→ **Provided data**:
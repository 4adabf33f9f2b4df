//! # Catalog
//!
//! The Result Store: a fixed, in-memory collection of publication records,
//! plus the facet table offered by the search sidebar.
//!
//! Nothing in the core creates, persists or synchronizes records. A catalog
//! is built once (from the builtin dataset or a JSON file) and then only read.

use crate::{Category, Mission, Record, RecordId, SpaceBioError};
use chrono::NaiveDate;
use serde::Serialize;
use std::collections::BTreeSet;

// =============================================================================
// CATALOG
// =============================================================================

/// Read-only collection of publication records, in source order.
#[derive(Debug, Clone, PartialEq, Eq)]
pub struct Catalog {
    records: Vec<Record>,
}

impl Default for Catalog {
    fn default() -> Self {
        Self::builtin()
    }
}

impl Catalog {
    /// The builtin three-record dataset.
    #[must_use]
    pub fn builtin() -> Self {
        Self {
            records: builtin_records(),
        }
    }

    /// Build a catalog from records, rejecting duplicate identifiers.
    pub fn from_records(records: Vec<Record>) -> Result<Self, SpaceBioError> {
        let mut seen = BTreeSet::new();
        for record in &records {
            if !seen.insert(record.id) {
                return Err(SpaceBioError::DuplicateRecord(record.id));
            }
        }
        Ok(Self { records })
    }

    /// Parse a JSON array of records.
    ///
    /// Unknown `type` or `missions` values fail the whole load: the facet
    /// enumerations are closed.
    pub fn from_json(bytes: &[u8]) -> Result<Self, SpaceBioError> {
        let records: Vec<Record> = serde_json::from_slice(bytes)
            .map_err(|e| SpaceBioError::InvalidCatalog(e.to_string()))?;
        Self::from_records(records)
    }

    /// All records in source order.
    #[must_use]
    pub fn records(&self) -> &[Record] {
        &self.records
    }

    #[must_use]
    pub fn get(&self, id: RecordId) -> Option<&Record> {
        self.records.iter().find(|r| r.id == id)
    }

    /// Like [`Catalog::get`], but an absent record is an error.
    pub fn require(&self, id: RecordId) -> Result<&Record, SpaceBioError> {
        self.get(id).ok_or(SpaceBioError::RecordNotFound(id))
    }

    #[must_use]
    pub fn len(&self) -> usize {
        self.records.len()
    }

    #[must_use]
    pub fn is_empty(&self) -> bool {
        self.records.is_empty()
    }

    /// Number of records of the given category.
    #[must_use]
    pub fn count_category(&self, category: Category) -> usize {
        self.records
            .iter()
            .filter(|r| r.category == category)
            .count()
    }

    /// Number of records tagged with the given mission.
    #[must_use]
    pub fn count_mission(&self, mission: Mission) -> usize {
        self.records
            .iter()
            .filter(|r| r.missions.contains(&mission))
            .count()
    }
}

fn builtin_date(year: i32, month: u32, day: u32) -> NaiveDate {
    NaiveDate::from_ymd_opt(year, month, day).unwrap_or_default()
}

fn builtin_records() -> Vec<Record> {
    vec![
        Record::new(
            RecordId(1),
            "Effects of Microgravity on Plant Cell Wall Formation and Root Growth",
            Category::ResearchPapers,
            builtin_date(2024, 8, 15),
        )
        .with_authors("Dr. Sarah Martinez, Dr. Chen Liu, Dr. Robert Anderson")
        .with_journal("Life Sciences in Space Research")
        .with_abstract(
            "This comprehensive study investigates how microgravity environments affect \
             cellular development in Arabidopsis roots, with implications for sustainable \
             agriculture during long-duration space missions to Mars.",
        )
        .with_tags(["Microgravity", "Plant Biology", "Mars Mission", "Cell Biology"])
        .with_osdr_id("GLDS-394")
        .with_grant_id("NNX19AH54G")
        .with_doi("10.1016/j.lssr.2024.08.001")
        .with_missions([Mission::Mars]),
        Record::new(
            RecordId(2),
            "Radiation Protection Strategies for Human Deep Space Exploration",
            Category::OsdrData,
            builtin_date(2024, 7, 22),
        )
        .with_authors("NASA Ames Research Center, Johnson Space Center")
        .with_journal("NASA Open Science Data Repository")
        .with_abstract(
            "Comprehensive analysis of radiation exposure patterns and biological responses \
             during simulated Mars transit missions.",
        )
        .with_tags(["Radiation Biology", "Human Health", "Mars Mission"])
        .with_osdr_id("GLDS-401")
        .with_missions([Mission::Mars, Mission::DeepSpace]),
        Record::new(
            RecordId(3),
            "Bone Density Changes in Astronauts: Long-term Implications",
            Category::TaskBookGrants,
            builtin_date(2024, 6, 18),
        )
        .with_authors("Dr. Jennifer Kim, Dr. Michael Torres")
        .with_journal("NASA Task Book")
        .with_abstract(
            "Analysis of bone density changes in astronauts during extended space missions \
             and implications for Moon base operations.",
        )
        .with_tags(["Bone Health", "Human Physiology", "Moon Mission"])
        .with_grant_id("NNX20AB15H")
        .with_missions([Mission::Moon, Mission::Iss]),
    ]
}

// =============================================================================
// FACET TABLE
// =============================================================================

/// One selectable facet in the sidebar.
#[derive(Debug, Clone, PartialEq, Eq, Serialize)]
#[serde(rename_all = "camelCase")]
pub struct FacetOption<T> {
    #[serde(skip)]
    pub value: T,
    pub id: &'static str,
    pub label: &'static str,
    /// Static display count for the full archive.
    pub count: u32,
    /// Records in the loaded catalog carrying this facet, when computed.
    #[serde(skip_serializing_if = "Option::is_none")]
    pub live_count: Option<usize>,
}

/// The facet definitions offered by the search sidebar.
#[derive(Debug, Clone, PartialEq, Eq, Serialize)]
#[serde(rename_all = "camelCase")]
pub struct FacetTable {
    pub content_types: Vec<FacetOption<Category>>,
    pub missions: Vec<FacetOption<Mission>>,
}

impl FacetTable {
    /// Facets with their static display counts only.
    #[must_use]
    pub fn standard() -> Self {
        Self {
            content_types: Category::ALL
                .into_iter()
                .map(|c| FacetOption {
                    value: c,
                    id: c.facet_id(),
                    label: c.label(),
                    count: c.declared_count(),
                    live_count: None,
                })
                .collect(),
            missions: Mission::ALL
                .into_iter()
                .map(|m| FacetOption {
                    value: m,
                    id: m.facet_id(),
                    label: m.label(),
                    count: m.declared_count(),
                    live_count: None,
                })
                .collect(),
        }
    }

    /// Facets annotated with how many catalog records carry each value.
    #[must_use]
    pub fn with_live_counts(catalog: &Catalog) -> Self {
        let mut table = Self::standard();
        for option in &mut table.content_types {
            option.live_count = Some(catalog.count_category(option.value));
        }
        for option in &mut table.missions {
            option.live_count = Some(catalog.count_mission(option.value));
        }
        table
    }

    /// Label for a category facet.
    #[must_use]
    pub fn category_label(&self, category: Category) -> &'static str {
        self.content_types
            .iter()
            .find(|o| o.value == category)
            .map(|o| o.label)
            .unwrap_or(category.label())
    }

    /// Label for a mission facet.
    #[must_use]
    pub fn mission_label(&self, mission: Mission) -> &'static str {
        self.missions
            .iter()
            .find(|o| o.value == mission)
            .map(|o| o.label)
            .unwrap_or(mission.label())
    }
}

// =============================================================================
// TESTS
// =============================================================================

#[cfg(test)]
mod tests {
    use super::*;

    #[test]
    fn builtin_has_three_records_in_order() {
        let catalog = Catalog::builtin();
        let ids: Vec<_> = catalog.records().iter().map(|r| r.id.0).collect();
        assert_eq!(ids, vec![1, 2, 3]);
    }

    #[test]
    fn builtin_ids_are_unique() {
        let catalog = Catalog::builtin();
        assert!(Catalog::from_records(catalog.records().to_vec()).is_ok());
    }

    #[test]
    fn duplicate_ids_rejected() {
        let mut records = Catalog::builtin().records().to_vec();
        records.push(records[0].clone());

        let result = Catalog::from_records(records);
        assert!(matches!(
            result,
            Err(SpaceBioError::DuplicateRecord(RecordId(1)))
        ));
    }

    #[test]
    fn json_with_unknown_mission_rejected() {
        let json = br#"[{"id": 1, "title": "T", "type": "Research Papers",
            "authors": "A", "date": "2024-01-01", "missions": ["jupiter"]}]"#;
        assert!(matches!(
            Catalog::from_json(json),
            Err(SpaceBioError::InvalidCatalog(_))
        ));
    }

    #[test]
    fn json_with_unknown_category_rejected() {
        let json = br#"[{"id": 1, "title": "T", "type": "Podcasts",
            "authors": "A", "date": "2024-01-01"}]"#;
        assert!(Catalog::from_json(json).is_err());
    }

    #[test]
    fn json_round_trips_builtin() {
        let catalog = Catalog::builtin();
        let bytes = serde_json::to_vec(catalog.records()).expect("serialize");
        let loaded = Catalog::from_json(&bytes).expect("load");
        assert_eq!(loaded, catalog);
    }

    #[test]
    fn require_reports_missing_record() {
        let catalog = Catalog::builtin();
        assert!(catalog.require(RecordId(2)).is_ok());
        assert!(matches!(
            catalog.require(RecordId(99)),
            Err(SpaceBioError::RecordNotFound(RecordId(99)))
        ));
    }

    #[test]
    fn facet_table_covers_every_value_in_data() {
        let catalog = Catalog::builtin();
        let table = FacetTable::standard();
        for record in catalog.records() {
            assert!(table.content_types.iter().any(|o| o.value == record.category));
            for mission in &record.missions {
                assert!(table.missions.iter().any(|o| o.value == *mission));
            }
        }
    }

    #[test]
    fn declared_counts_are_independent_of_data() {
        let table = FacetTable::with_live_counts(&Catalog::builtin());
        let mars = table
            .missions
            .iter()
            .find(|o| o.value == Mission::Mars)
            .expect("mars facet");
        assert_eq!(mars.count, 45);
        assert_eq!(mars.live_count, Some(2));
    }

    #[test]
    fn facet_table_serializes_ids_and_labels() {
        let json = serde_json::to_value(FacetTable::standard()).expect("serialize");
        assert_eq!(json["contentTypes"][0]["id"], "research-papers");
        assert_eq!(json["contentTypes"][0]["count"], 608);
        assert_eq!(json["missions"][3]["label"], "Deep Space Missions");
        assert!(json["missions"][0].get("liveCount").is_none());
    }
}
//! # Citation Export
//!
//! Payload of the "Export Citation" action.

use crate::{Category, Record, SpaceBioError};
use chrono::Datelike;
use serde::{Deserialize, Serialize};
use std::fmt::Write as _;
use std::str::FromStr;

#[derive(Debug, Clone, Copy, Default, PartialEq, Eq, Serialize, Deserialize)]
#[serde(rename_all = "lowercase")]
pub enum CitationStyle {
    #[default]
    Plain,
    Bibtex,
}

impl FromStr for CitationStyle {
    type Err = SpaceBioError;

    fn from_str(s: &str) -> Result<Self, Self::Err> {
        match s.to_ascii_lowercase().as_str() {
            "plain" | "text" => Ok(Self::Plain),
            "bibtex" | "bib" => Ok(Self::Bibtex),
            _ => Err(SpaceBioError::UnknownCitationStyle(s.to_string())),
        }
    }
}

/// Authors split on commas, blanks dropped.
fn author_list(record: &Record) -> Vec<&str> {
    record
        .authors
        .split(',')
        .map(str::trim)
        .filter(|a| !a.is_empty())
        .collect()
}

/// BibTeX key: first author's surname, lower-cased, followed by the year.
#[must_use]
pub fn citation_key(record: &Record) -> String {
    let surname: String = author_list(record)
        .first()
        .and_then(|a| a.split_whitespace().last())
        .unwrap_or("anon")
        .chars()
        .filter(|c| c.is_alphanumeric())
        .flat_map(char::to_lowercase)
        .collect();
    format!("{surname}{}", record.date.year())
}

fn plain(record: &Record) -> String {
    let mut out = format!(
        "{} ({}). {}.",
        record.authors.trim(),
        record.date.year(),
        record.title
    );
    if !record.journal.is_empty() {
        let _ = write!(out, " {}.", record.journal);
    }
    if let Some(doi) = &record.doi {
        let _ = write!(out, " https://doi.org/{doi}");
    }
    out
}

fn bibtex(record: &Record) -> String {
    let entry = match record.category {
        Category::ResearchPapers => "article",
        Category::OsdrData | Category::TaskBookGrants => "misc",
    };
    let mut out = format!("@{entry}{{{},\n", citation_key(record));
    let _ = writeln!(out, "  title = {{{}}},", record.title);
    let _ = writeln!(out, "  author = {{{}}},", author_list(record).join(" and "));
    if !record.journal.is_empty() {
        let venue = if entry == "article" { "journal" } else { "howpublished" };
        let _ = writeln!(out, "  {venue} = {{{}}},", record.journal);
    }
    let _ = writeln!(out, "  year = {{{}}},", record.date.year());
    if let Some(doi) = &record.doi {
        let _ = writeln!(out, "  doi = {{{doi}}},");
    }
    out.push('}');
    out
}

#[must_use]
pub fn format_citation(record: &Record, style: CitationStyle) -> String {
    match style {
        CitationStyle::Plain => plain(record),
        CitationStyle::Bibtex => bibtex(record),
    }
}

→ **What this task involves**: What is needed is every line from the data above that includes the string "FromStr", copied out.

→ **Exercise response**:
use std::str::FromStr;
impl FromStr for CitationStyle {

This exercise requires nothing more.